As she drove Joanna asked DC Phil Scott to try Jadon Glover’s mobile number one more time. She took her eyes off the road for a moment to smile encouragement at the young DC. There was something heartening about these young detectives still wet behind the ears but willing to have a go at preserving law and order in a changing world. ‘Maybe he’s turned up, tail between his legs, a lame excuse between his teeth and we can turn the car around and all go home.’
But Scott hit the same result, straight through to answerphone. Glover’s phone was switched off so all he got was an irritating message. Scott looked at her, understanding that if Glover’s phone was switched off they couldn’t track him using Cell Site Analysis. However, clever though these gismos were, they weren’t infallible. He left a message on Glover’s answerphone anyway and the number of Leek Police Station. But, as he disconnected, Joanna had the oddest feeling: Glover never would be returning that call. It was the strangest feeling that the, ‘Hi, this is Jadon Glover. Leave a message,’ would be all they ever heard of his voice. Already it sounded like a voice from the past. The voice of a dead man?
She shook herself. In this job there is no place for spooks. And it wouldn’t do DC Phil Scott any favours either. Feelings and superstition would not help him pass his sergeant’s exams.
She pondered for a while, turning over the possibilities. And, like Hesketh-Brown the previous night, she ran through the same likely options … mistress, girlfriend, out with mates, drunk, car breakdown, accident, amnesia (not that she believed in that one). Then there were the other, stranger stories – less common and harder to pull off: John Stonehouse, Canoe Man John Darwin or, in fiction, Reggie Perrin, faking their own death only to reappear later. Phil Scott was watching her. ‘What percentage of missing husbands are never found?’
‘It’s surprisingly high,’ Joanna said, her hands on the wheel, stuck in traffic again. Leek, these days, was so congested maybe it would have been quicker if she’d come out on her bike, Scott jogging beside her. She smiled and turned her attention back to him. ‘If they don’t want to be found,’ she said soberly, ‘they usually aren’t.’
But he pushed her. ‘So you don’t think anything bad’s happened?’
She studied him. Young, keen. He’d make a good detective because, exams aside, he asked questions. That was why she’d requested his transfer to her. Besides, she liked him. With his habit of earnestly scribbling everything down he reminded her of herself a few years ago now.
‘Put it like this, Phil,’ she said. ‘There are … anomalies in Jadon Glover’s case.’ Again, she fell silent, reflecting.
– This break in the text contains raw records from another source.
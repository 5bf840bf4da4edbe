// Group filter service - owns one compiled checker per group.
//
// This service handles:
// - Lazily compiling a group's checker from its stored config
// - Evaluating messages and planning the moderation action
// - Replacing a group's config wholesale (new checker, swapped in atomically)
// - Small editing helpers used by the admin commands
//
// Writes to one group are serialized by a per-group lock so the cached checker
// always matches the stored record.
//
// NO Discord dependencies here - just pure domain logic.

use super::filter_checker::FilterChecker;
use super::group_filter_models::{
    ForwardMessageFilter, GroupConfig, GroupRecord, JoinOptions, MemberMessageFilter,
    MessageDescriptor, MessageKind, ModerationAction, SensitiveWordAction, SensitiveWordRule,
};
use async_trait::async_trait;
use dashmap::DashMap;
use std::sync::Arc;
use thiserror::Error;
use tokio::sync::Mutex;

// ============================================================================
// ERRORS
// ============================================================================

#[derive(Debug, Error)]
pub enum GroupFilterError {
    #[error("Storage error: {0}")]
    StorageError(String),

    #[error("Invalid group config: {0}")]
    InvalidConfig(String),
}

// ============================================================================
// STORAGE TRAIT (PORT)
// ============================================================================

/// Trait for persisting group records.
///
/// Stores deal in serialized configs only; decoding happens in the service.
#[async_trait]
pub trait GroupStore: Send + Sync {
    /// Load a group's record, if one was ever saved.
    async fn get_group(&self, group_id: u64) -> Result<Option<GroupRecord>, GroupFilterError>;

    /// Insert or replace a group's record.
    async fn save_group(&self, record: GroupRecord) -> Result<(), GroupFilterError>;

    /// Remove a group's record. Returns whether one existed.
    async fn delete_group(&self, group_id: u64) -> Result<bool, GroupFilterError>;
}

// ============================================================================
// CORE SERVICE
// ============================================================================

pub struct GroupFilterService<S: GroupStore> {
    store: S,
    /// Group ID -> compiled checker for its current config
    checkers: DashMap<u64, Arc<FilterChecker>>,
    /// Group ID -> lock held while loading or writing that group
    locks: DashMap<u64, Arc<Mutex<()>>>,
}
// SQLite-backed group store.
//
// Tables:
// - group_filters: One row per group, config kept as the JSON document the service encodes

use crate::core::group_filter::{GroupFilterError, GroupRecord, GroupStore};
use async_trait::async_trait;
use chrono::{DateTime, Utc};
use sqlx::sqlite::SqlitePoolOptions;
use sqlx::{Pool, Row, Sqlite};
use std::path::Path;

pub struct SqliteGroupStore {
    pool: Pool<Sqlite>,
}

impl SqliteGroupStore {
    pub fn new(pool: Pool<Sqlite>) -> Self {
        Self { pool }
    }

    /// Open (creating if needed) a database file and run migrations.
    pub async fn open(database_path: &str) -> anyhow::Result<Self> {
        let path = Path::new(database_path);
        if let Some(parent) = path.parent() {
            std::fs::create_dir_all(parent)?;
        }

        let pool = SqlitePoolOptions::new()
            .connect(&format!("sqlite://{}?mode=rwc", database_path))
            .await?;

        let store = Self::new(pool);
        store.migrate().await?;
        Ok(store)
    }

    /// Run database migrations to create required tables.
    pub async fn migrate(&self) -> Result<(), GroupFilterError> {
        sqlx::query(
            r#"
            CREATE TABLE IF NOT EXISTS group_filters (
                group_id INTEGER PRIMARY KEY,
                config_json TEXT NOT NULL DEFAULT '',
                updated_at TEXT NOT NULL
            );
            "#,
        )
        .execute(&self.pool)
        .await
        .map_err(|e| GroupFilterError::StorageError(e.to_string()))?;

        Ok(())
    }
}

#[async_trait]
impl GroupStore for SqliteGroupStore {
    async fn get_group(&self, group_id: u64) -> Result<Option<GroupRecord>, GroupFilterError> {
        let row =
            sqlx::query("SELECT config_json, updated_at FROM group_filters WHERE group_id = ?")
                .bind(group_id as i64)
                .fetch_optional(&self.pool)
                .await
                .map_err(|e| GroupFilterError::StorageError(e.to_string()))?;

        Ok(row.map(|row| {
            let updated_at_str: String = row.get("updated_at");
            let updated_at = DateTime::parse_from_rfc3339(&updated_at_str)
                .map(|dt| dt.with_timezone(&Utc))
                .unwrap_or_else(|_| Utc::now());

            GroupRecord {
                group_id,
                config_json: row.get("config_json"),
                updated_at,
            }
        }))
    }

    async fn save_group(&self, record: GroupRecord) -> Result<(), GroupFilterError> {
        sqlx::query(
            r#"
            INSERT INTO group_filters (group_id, config_json, updated_at)
            VALUES (?, ?, ?)
            ON CONFLICT(group_id) DO UPDATE SET
                config_json = excluded.config_json,
                updated_at = excluded.updated_at
            "#,
        )
        .bind(record.group_id as i64)
        .bind(&record.config_json)
        .bind(record.updated_at.to_rfc3339())
        .execute(&self.pool)
        .await
        .map_err(|e| GroupFilterError::StorageError(e.to_string()))?;
        Ok(())
    }

    async fn delete_group(&self, group_id: u64) -> Result<bool, GroupFilterError> {
        let result = sqlx::query("DELETE FROM group_filters WHERE group_id = ?")
            .bind(group_id as i64)
            .execute(&self.pool)
            .await
            .map_err(|e| GroupFilterError::StorageError(e.to_string()))?;

        Ok(result.rows_affected() > 0)
    }
}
There were disappearances that never were solved, people who simply vanished off the face of the earth, never to be seen again and no clue as to their fate. So which one of these would Jadon be? Had living up to the perfect husband image just got too much for him and he’d done a runner? Or would his lie about his job match up with another deceit – another woman or a man. Perhaps another entire family?
It was all possible.
She caught Phil Scott grinning and read the excitement in his eyes as his thoughts probably matched hers. He couldn’t hide his pleasure at being asked to accompany her. Once she’d been like that. Now she’d grown up but she’d never quite lost her buzz.
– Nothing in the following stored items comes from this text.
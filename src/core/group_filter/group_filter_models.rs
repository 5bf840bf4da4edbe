// Group filter domain models - the declarative shape of a group's moderation policy.
//
// These are pure domain types with no Discord dependencies.
// Every field defaults to "do not filter", so a partially populated
// document decodes into a config that only restricts what it names.

use super::group_filter_service::GroupFilterError;
use chrono::{DateTime, Utc};
use serde::{Deserialize, Serialize};
use std::fmt;
use std::time::Duration;

// ============================================================================
// CONFIGURATION
// ============================================================================

/// Full moderation policy for one group.
///
/// A missing sub-filter means that dimension is not filtered at all.
#[derive(Debug, Clone, Default, PartialEq, Serialize, Deserialize)]
#[serde(default)]
pub struct GroupConfig {
    #[serde(skip_serializing_if = "Option::is_none")]
    pub join_options: Option<JoinOptions>,
    #[serde(skip_serializing_if = "Option::is_none")]
    pub message_filter: Option<MessageFilter>,
    #[serde(skip_serializing_if = "Option::is_none")]
    pub link_message_filter: Option<LinkMessageFilter>,
    #[serde(skip_serializing_if = "Option::is_none")]
    pub sensitive_word_config: Option<SensitiveWordConfig>,
}

impl GroupConfig {
    /// Decode a config document. An empty or blank document is the default config.
    pub fn from_json(raw: &str) -> Result<Self, GroupFilterError> {
        if raw.trim().is_empty() {
            return Ok(Self::default());
        }
        serde_json::from_str(raw).map_err(|e| GroupFilterError::InvalidConfig(e.to_string()))
    }

    pub fn to_json(&self) -> Result<String, GroupFilterError> {
        serde_json::to_string(self).map_err(|e| GroupFilterError::InvalidConfig(e.to_string()))
    }

    /// Sensitive-word rules, creating the block if it is absent.
    pub fn sensitive_words_mut(&mut self) -> &mut Vec<SensitiveWordRule> {
        &mut self
            .sensitive_word_config
            .get_or_insert_with(SensitiveWordConfig::default)
            .words
    }

    pub fn link_filter_mut(&mut self) -> &mut LinkMessageFilter {
        self.link_message_filter
            .get_or_insert_with(LinkMessageFilter::default)
    }

    pub fn member_filter_mut(&mut self) -> &mut MemberMessageFilter {
        self.message_filter
            .get_or_insert_with(MessageFilter::default)
            .member_message_filter
            .get_or_insert_with(MemberMessageFilter::default)
    }

    pub fn forward_filter_mut(&mut self) -> &mut ForwardMessageFilter {
        self.message_filter
            .get_or_insert_with(MessageFilter::default)
            .forward_message_filter
            .get_or_insert_with(ForwardMessageFilter::default)
    }
}

/// Ordered sensitive-word rules. The first matching rule wins.
#[derive(Debug, Clone, Default, PartialEq, Serialize, Deserialize)]
#[serde(default)]
pub struct SensitiveWordConfig {
    pub words: Vec<SensitiveWordRule>,
}

/// A single keyword-to-action mapping.
#[derive(Debug, Clone, Default, PartialEq, Eq, Serialize, Deserialize)]
#[serde(default)]
pub struct SensitiveWordRule {
    /// Plain substring, matched case-sensitively
    pub keyword: String,
    #[serde(rename = "handle_action")]
    pub action: SensitiveWordAction,
    /// Only meaningful for `BanUser`
    #[serde(rename = "ban_duration")]
    pub ban_duration_secs: i64,
}

impl SensitiveWordRule {
    pub fn new(keyword: impl Into<String>, action: SensitiveWordAction, ban_duration_secs: i64) -> Self {
        Self {
            keyword: keyword.into(),
            action,
            ban_duration_secs,
        }
    }
}

/// What the action layer should do with the sender when a rule matches.
#[derive(Debug, Clone, Copy, PartialEq, Eq, Default, Serialize, Deserialize)]
#[serde(try_from = "u8", into = "u8")]
pub enum SensitiveWordAction {
    /// Record the hit, leave the sender alone
    #[default]
    NoAction,
    /// Mute/ban the sender for `ban_duration_secs`
    BanUser,
}

impl From<SensitiveWordAction> for u8 {
    fn from(action: SensitiveWordAction) -> Self {
        match action {
            SensitiveWordAction::NoAction => 0,
            SensitiveWordAction::BanUser => 1,
        }
    }
}

impl TryFrom<u8> for SensitiveWordAction {
    type Error = String;

    fn try_from(value: u8) -> Result<Self, Self::Error> {
        match value {
            0 => Ok(SensitiveWordAction::NoAction),
            1 => Ok(SensitiveWordAction::BanUser),
            other => Err(format!("unknown sensitive word action {}", other)),
        }
    }
}

#[derive(Debug, Clone, Default, PartialEq, Serialize, Deserialize)]
#[serde(default)]
pub struct MessageFilter {
    #[serde(skip_serializing_if = "Option::is_none")]
    pub member_message_filter: Option<MemberMessageFilter>,
    #[serde(skip_serializing_if = "Option::is_none")]
    pub forward_message_filter: Option<ForwardMessageFilter>,
}

/// Link deletion with a domain whitelist.
///
/// Whitelist entries are matched as substrings of the link text, not as hosts.
#[derive(Debug, Clone, Default, PartialEq, Eq, Serialize, Deserialize)]
#[serde(default)]
pub struct LinkMessageFilter {
    #[serde(rename = "delete_link_msg")]
    pub delete_link_messages: bool,
    pub domain_whitelist: Vec<String>,
}

/// Per-type deletion toggles for messages members send directly.
#[derive(Debug, Clone, Copy, Default, PartialEq, Eq, Serialize, Deserialize)]
#[serde(default)]
pub struct MemberMessageFilter {
    pub delete_bot_command_msg: bool,
    pub delete_image_msg: bool,
    pub delete_voice_msg: bool,
    pub delete_document_msg: bool,
    pub delete_sticker_msg: bool,
    pub delete_dice_msg: bool,
}

impl MemberMessageFilter {
    /// The toggle governing `kind`, if members' messages of that kind are filterable.
    pub fn toggle_mut(&mut self, kind: MessageKind) -> Option<&mut bool> {
        match kind {
            MessageKind::BotCommand => Some(&mut self.delete_bot_command_msg),
            MessageKind::Image => Some(&mut self.delete_image_msg),
            MessageKind::Voice => Some(&mut self.delete_voice_msg),
            MessageKind::Document => Some(&mut self.delete_document_msg),
            MessageKind::Sticker => Some(&mut self.delete_sticker_msg),
            MessageKind::Dice => Some(&mut self.delete_dice_msg),
            _ => None,
        }
    }
}

/// Deletion toggles for forwarded messages.
#[derive(Debug, Clone, Copy, Default, PartialEq, Eq, Serialize, Deserialize)]
#[serde(default)]
pub struct ForwardMessageFilter {
    pub delete_image_msg: bool,
    pub delete_animation_msg: bool,
    pub delete_video_msg: bool,
    pub delete_all_forward_msg: bool,
}

impl ForwardMessageFilter {
    pub fn toggle_mut(&mut self, kind: MessageKind) -> Option<&mut bool> {
        match kind {
            MessageKind::Image => Some(&mut self.delete_image_msg),
            MessageKind::Animation => Some(&mut self.delete_animation_msg),
            MessageKind::Video => Some(&mut self.delete_video_msg),
            _ => None,
        }
    }
}

// ============================================================================
// JOIN OPTIONS (stored only, nothing evaluates these yet)
// ============================================================================

#[derive(Debug, Clone, Default, PartialEq, Eq, Serialize, Deserialize)]
#[serde(default)]
pub struct JoinOptions {
    pub method: JoinMethod,
    /// Only meaningful when `method` is `Verification`
    #[serde(skip_serializing_if = "Option::is_none")]
    pub verification_config: Option<VerificationConfig>,
}

#[derive(Debug, Clone, Copy, PartialEq, Eq, Default, Serialize, Deserialize)]
#[serde(try_from = "u8", into = "u8")]
pub enum JoinMethod {
    #[default]
    Anyone,
    InviteOnly,
    Verification,
    Closed,
}

impl From<JoinMethod> for u8 {
    fn from(method: JoinMethod) -> Self {
        match method {
            JoinMethod::Anyone => 0,
            JoinMethod::InviteOnly => 1,
            JoinMethod::Verification => 2,
            JoinMethod::Closed => 3,
        }
    }
}

impl TryFrom<u8> for JoinMethod {
    type Error = String;

    fn try_from(value: u8) -> Result<Self, Self::Error> {
        match value {
            0 => Ok(JoinMethod::Anyone),
            1 => Ok(JoinMethod::InviteOnly),
            2 => Ok(JoinMethod::Verification),
            3 => Ok(JoinMethod::Closed),
            other => Err(format!("unknown join method {}", other)),
        }
    }
}

#[derive(Debug, Clone, Default, PartialEq, Eq, Serialize, Deserialize)]
#[serde(default)]
pub struct VerificationConfig {
    /// How long a new member has to pass verification
    pub wait_time_seconds: i64,
    /// How long a rejected member must wait before rejoining
    pub rejoin_cooldown_seconds: i64,
    pub method: VerificationMethod,
    pub prompt_message: String,
}

#[derive(Debug, Clone, Copy, PartialEq, Eq, Default, Serialize, Deserialize)]
#[serde(try_from = "u8", into = "u8")]
pub enum VerificationMethod {
    #[default]
    None,
    Question,
    Manual,
}

impl From<VerificationMethod> for u8 {
    fn from(method: VerificationMethod) -> Self {
        match method {
            VerificationMethod::None => 0,
            VerificationMethod::Question => 1,
            VerificationMethod::Manual => 2,
        }
    }
}

impl TryFrom<u8> for VerificationMethod {
    type Error = String;

    fn try_from(value: u8) -> Result<Self, Self::Error> {
        match value {
            0 => Ok(VerificationMethod::None),
            1 => Ok(VerificationMethod::Question),
            2 => Ok(VerificationMethod::Manual),
            other => Err(format!("unknown verification method {}", other)),
        }
    }
}

// ============================================================================
// MESSAGES
// ============================================================================

/// Message type vocabulary understood by the checker.
#[derive(Debug, Clone, Copy, PartialEq, Eq, Hash)]
pub enum MessageKind {
    Text,
    BotCommand,
    Image,
    Voice,
    Document,
    Sticker,
    Dice,
    Animation,
    Video,
    /// Anything the checker does not special-case
    Other,
}

impl MessageKind {
    pub fn as_str(&self) -> &'static str {
        match self {
            MessageKind::Text => "text",
            MessageKind::BotCommand => "bot_command",
            MessageKind::Image => "image",
            MessageKind::Voice => "voice",
            MessageKind::Document => "document",
            MessageKind::Sticker => "sticker",
            MessageKind::Dice => "dice",
            MessageKind::Animation => "animation",
            MessageKind::Video => "video",
            MessageKind::Other => "other",
        }
    }
}

impl From<&str> for MessageKind {
    fn from(value: &str) -> Self {
        match value {
            "text" => MessageKind::Text,
            "bot_command" => MessageKind::BotCommand,
            "image" => MessageKind::Image,
            "voice" => MessageKind::Voice,
            "document" => MessageKind::Document,
            "sticker" => MessageKind::Sticker,
            "dice" => MessageKind::Dice,
            "animation" => MessageKind::Animation,
            "video" => MessageKind::Video,
            _ => MessageKind::Other,
        }
    }
}

impl fmt::Display for MessageKind {
    fn fmt(&self, f: &mut fmt::Formatter<'_>) -> fmt::Result {
        f.write_str(self.as_str())
    }
}

/// Platform-neutral description of an incoming message.
#[derive(Debug, Clone, PartialEq, Eq)]
pub struct MessageDescriptor {
    pub kind: MessageKind,
    pub content: String,
    pub is_forwarded: bool,
}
And now they’d arrived at the small, modern development on the Ashbourne road, the road that ran due east out of Leek towards the high ground, Thorncliffe and beyond. The town was trying to creep into the surrounding moorland tortoise-slow so nobody noticed. But in the years since she’d been here, she had. No big developments, nothing too obvious or controversial. Lip service must still be paid to the sacrosanct green belt and the protection of the National Park less than five miles away, but here and there the odd field had been swallowed up to provide eight or nine smart houses, with the cheeky selling point that they were surrounded by some of the most beautiful and unspoilt countryside in England. But the muddy fields bordered with dry stone walls and the ancient trees and hedges had vanished to be replaced by nice houses for nice people, and with it some of the character of Leek was leaching away. One day, Joanna wondered, as she turned into Disraeli Place, would there be no moorland? No wild green lungs for the inhabitants to breathe? Well after her time, she hoped. Take away the moorland which cocooned Leek, wrapping it in wild country as though it was a precious pearl, and it would lose its identity to become just another small town. The same as any other.
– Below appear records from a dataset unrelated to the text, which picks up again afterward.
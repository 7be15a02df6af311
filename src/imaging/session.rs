//! Per-image raster session.
//!
//! A [`RasterSession`] owns one decoded image for the lifetime of a single
//! pipeline run. Every operation consumes the session and returns the
//! transformed one, so stages chain with `?` and a session is never shared
//! between images.
//!
//! | Operation | Crate / function |
//! |---|---|
//! | Resize | `DynamicImage::resize_exact` with `Lanczos3` |
//! | Quarter-turn rotate, flip, flop | `DynamicImage::rotate90` / `flipv` / `fliph` |
//! | Arbitrary rotate | `imageproc::geometric_transformations::warp_into` |
//! | Composite (`over`) | `image::imageops::overlay` |
//! | Encode | `image` codecs (`JpegEncoder`, `AvifEncoder` speed 6); lossy WebP through libwebp (`webp::Encoder`) |

use super::backend::{BackendError, Dimensions};
use super::calculations::{ResizePlan, plan_resize, rotated_bounds};
use super::overlay::{BlendMode, Overlay};
use super::params::{Color, EncodeParams, LinearTransform, Modulation, OutputFormat, ResizeParams};
use image::codecs::avif::AvifEncoder;
use image::codecs::jpeg::JpegEncoder;
use image::imageops::FilterType;
use image::{DynamicImage, ImageFormat, Rgba, RgbaImage};
use imageproc::geometric_transformations::{Interpolation, Projection, warp_into};
use std::io::Cursor;

const AVIF_SPEED: u8 = 6;

pub struct RasterSession {
    image: DynamicImage,
}

impl RasterSession {
    pub fn new(image: DynamicImage) -> Self {
        Self { image }
    }

    pub fn dimensions(&self) -> Dimensions {
        Dimensions {
            width: self.image.width(),
            height: self.image.height(),
        }
    }

    pub fn has_alpha(&self) -> bool {
        self.image.color().has_alpha()
    }

    pub fn into_rgba(self) -> RgbaImage {
        self.image.into_rgba8()
    }

    /// Resize according to `params`: scale with Lanczos3, then center-crop
    /// (`cover`) or pad with opaque black (`contain`) to the final canvas.
    pub fn resize(self, params: &ResizeParams) -> Self {
        let source = (self.image.width(), self.image.height());
        let ResizePlan { scaled, canvas } = plan_resize(source, params);

        let image = if scaled != source {
            self.image
                .resize_exact(scaled.0, scaled.1, FilterType::Lanczos3)
        } else {
            self.image
        };

        let image = if canvas == scaled {
            image
        } else if canvas.0 <= scaled.0 && canvas.1 <= scaled.1 {
            let x = (scaled.0 - canvas.0) / 2;
            let y = (scaled.1 - canvas.1) / 2;
            image.crop_imm(x, y, canvas.0, canvas.1)
        } else if canvas.0 >= scaled.0 && canvas.1 >= scaled.1 {
            let mut padded = RgbaImage::from_pixel(canvas.0, canvas.1, Rgba([0, 0, 0, 255]));
            let x = ((canvas.0 - scaled.0) / 2) as i64;
            let y = ((canvas.1 - scaled.1) / 2) as i64;
            image::imageops::overlay(&mut padded, &image.to_rgba8(), x, y);
            DynamicImage::ImageRgba8(padded)
        } else {
            image.resize_exact(canvas.0, canvas.1, FilterType::Lanczos3)
        };

        Self { image }
    }

    /// Rotate clockwise. Quarter turns are exact; any other angle expands
    /// the canvas to the rotated bounds and fills the corners transparent.
    pub fn rotate(self, degrees: i32) -> Self {
        let normalized = degrees.rem_euclid(360);
        let image = match normalized {
            0 => self.image,
            90 => self.image.rotate90(),
            180 => self.image.rotate180(),
            270 => self.image.rotate270(),
            _ => {
                let rgba = self.image.into_rgba8();
                let (w, h) = rgba.dimensions();
                let (out_w, out_h) = rotated_bounds((w, h), normalized);
                let projection = Projection::translate(out_w as f32 / 2.0, out_h as f32 / 2.0)
                    * Projection::rotate((normalized as f32).to_radians())
                    * Projection::translate(-(w as f32) / 2.0, -(h as f32) / 2.0);
                let mut out = RgbaImage::new(out_w, out_h);
                warp_into(
                    &rgba,
                    &projection,
                    Interpolation::Bilinear,
                    Rgba([0, 0, 0, 0]),
                    &mut out,
                );
                DynamicImage::ImageRgba8(out)
            }
        };
        Self { image }
    }

    /// Mirror top-to-bottom.
    pub fn flip(self) -> Self {
        Self {
            image: self.image.flipv(),
        }
    }

    /// Mirror left-to-right.
    pub fn flop(self) -> Self {
        Self {
            image: self.image.fliph(),
        }
    }

    /// Scale brightness and saturation. Saturation moves each channel
    /// toward or away from the pixel's Rec.601 luma.
    pub fn modulate(self, modulation: Modulation) -> Result<Self, BackendError> {
        let Modulation {
            brightness,
            saturation,
        } = modulation;
        for (name, factor) in [("brightness", brightness), ("saturation", saturation)] {
            if !factor.is_finite() || factor < 0.0 {
                return Err(BackendError::ProcessingFailed(format!(
                    "{name} must be a non-negative number, got {factor}"
                )));
            }
        }

        Ok(self.map_rgb(|[r, g, b]| {
            let luma = 0.299 * r + 0.587 * g + 0.114 * b;
            [r, g, b].map(|c| (luma + (c - luma) * saturation) * brightness)
        }))
    }

    /// Apply `multiplier * c + offset` to the color channels. Alpha is kept.
    pub fn linear(self, transform: LinearTransform) -> Result<Self, BackendError> {
        let LinearTransform { multiplier, offset } = transform;
        if !multiplier.is_finite() || !offset.is_finite() {
            return Err(BackendError::ProcessingFailed(format!(
                "linear transform must be finite, got {multiplier} * c + {offset}"
            )));
        }
        Ok(self.map_rgb(|rgb| rgb.map(|c| multiplier * c + offset)))
    }

    fn map_rgb(self, f: impl Fn([f32; 3]) -> [f32; 3]) -> Self {
        let mut rgba = self.image.into_rgba8();
        for pixel in rgba.pixels_mut() {
            let [r, g, b, a] = pixel.0;
            let [r, g, b] = f([r as f32, g as f32, b as f32]).map(to_channel);
            pixel.0 = [r, g, b, a];
        }
        Self {
            image: DynamicImage::ImageRgba8(rgba),
        }
    }

    /// Paint every overlay in order.
    pub fn composite(self, overlays: &[Overlay]) -> Self {
        if overlays.is_empty() {
            return self;
        }
        let mut base = self.image.into_rgba8();
        let size = base.dimensions();
        for overlay in overlays {
            match overlay.blend {
                BlendMode::Over => {
                    for (x, y) in overlay.offsets(size) {
                        image::imageops::overlay(&mut base, &overlay.layer, x, y);
                    }
                }
                BlendMode::DestIn => dest_in(&mut base, overlay),
            }
        }
        Self {
            image: DynamicImage::ImageRgba8(base),
        }
    }

    /// Replace transparency with `background`. Opaque images pass through.
    pub fn flatten(self, background: Color) -> Self {
        if !self.has_alpha() {
            return self;
        }
        let rgba = self.image.into_rgba8();
        let bg = [background.r, background.g, background.b].map(|c| c as f32);
        let rgb = image::RgbImage::from_fn(rgba.width(), rgba.height(), |x, y| {
            let [r, g, b, a] = rgba.get_pixel(x, y).0;
            let alpha = a as f32 / 255.0;
            let mix = |c: u8, bg: f32| to_channel(c as f32 * alpha + bg * (1.0 - alpha));
            image::Rgb([mix(r, bg[0]), mix(g, bg[1]), mix(b, bg[2])])
        });
        Self {
            image: DynamicImage::ImageRgb8(rgb),
        }
    }

    /// Encode to an in-memory buffer.
    pub fn encode(&self, params: &EncodeParams) -> Result<Vec<u8>, BackendError> {
        let quality = params.quality.value() as u8;
        let mut buffer = Cursor::new(Vec::new());
        let image = match params.format {
            // JPEG has no alpha channel; any left over is dropped here.
            OutputFormat::Jpeg | OutputFormat::Jpg => DynamicImage::ImageRgb8(self.image.to_rgb8()),
            _ if self.has_alpha() => DynamicImage::ImageRgba8(self.image.to_rgba8()),
            _ => DynamicImage::ImageRgb8(self.image.to_rgb8()),
        };

        let result = match params.format {
            OutputFormat::Jpeg | OutputFormat::Jpg => {
                image.write_with_encoder(JpegEncoder::new_with_quality(&mut buffer, quality))
            }
            OutputFormat::Avif => image.write_with_encoder(AvifEncoder::new_with_speed_quality(
                &mut buffer,
                AVIF_SPEED,
                quality,
            )),
            OutputFormat::Webp => return encode_webp(&image, quality),
            OutputFormat::Png => image.write_to(&mut buffer, ImageFormat::Png),
            OutputFormat::Tiff => image.write_to(&mut buffer, ImageFormat::Tiff),
            OutputFormat::Bmp => image.write_to(&mut buffer, ImageFormat::Bmp),
            OutputFormat::Gif => image.write_to(&mut buffer, ImageFormat::Gif),
        };
        result.map_err(|e| {
            BackendError::ProcessingFailed(format!("{} encode failed: {e}", params.format))
        })?;
        Ok(buffer.into_inner())
    }
}

fn dest_in(base: &mut RgbaImage, overlay: &Overlay) {
    let offsets = overlay.offsets(base.dimensions());
    let (lw, lh) = (overlay.layer.width() as i64, overlay.layer.height() as i64);
    for (x, y, pixel) in base.enumerate_pixels_mut() {
        let (x, y) = (x as i64, y as i64);
        let coverage = offsets
            .iter()
            .find(|(ox, oy)| x >= *ox && y >= *oy && x < ox + lw && y < oy + lh)
            .map_or(0, |(ox, oy)| {
                overlay.layer.get_pixel((x - ox) as u32, (y - oy) as u32).0[3]
            });
        pixel.0[3] = ((pixel.0[3] as u16 * coverage as u16 + 127) / 255) as u8;
    }
}

/// Lossy WebP at `quality`. libwebp rejects sides above 16383 px.
fn encode_webp(image: &DynamicImage, quality: u8) -> Result<Vec<u8>, BackendError> {
    let (width, height) = (image.width(), image.height());
    let encoded = match image {
        DynamicImage::ImageRgba8(rgba) => {
            webp::Encoder::from_rgba(rgba, width, height).encode_simple(false, quality as f32)
        }
        other => webp::Encoder::from_rgb(&other.to_rgb8(), width, height)
            .encode_simple(false, quality as f32),
    };
    encoded
        .map(|memory| memory.to_vec())
        .map_err(|e| BackendError::ProcessingFailed(format!("webp encode failed: {e:?}")))
}

fn to_channel(value: f32) -> u8 {
    value.round().clamp(0.0, 255.0) as u8
}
Perhaps it had been as a means of pleasing the people and avoiding controversy that the few roads had all been named after prime ministers – hence Disraeli Place, Gladstone Avenue and Wilson Rise. There was no Thatcher Park, Joanna noted. That would have been a step too far, guaranteed to make furious headlines in the Leek Post & Times. Thatcher had been just too controversial, someone who polarized opinion, particularly among the largely Liberal moorland farmers and other businesses in and around Leek.
Number 8 Disraeli Place was as neat and well maintained as the other seven houses in Greenland’s select development. Outside there was a matched pair of pink flowerpots sporting yellow pansies and purple crocuses and tarmac space for two cars. A navy Mini was parked to one side of the drive. The space for a second car yawned empty.
The door was opened as they pulled in and Eve Glover stood, waiting, on the doorstep.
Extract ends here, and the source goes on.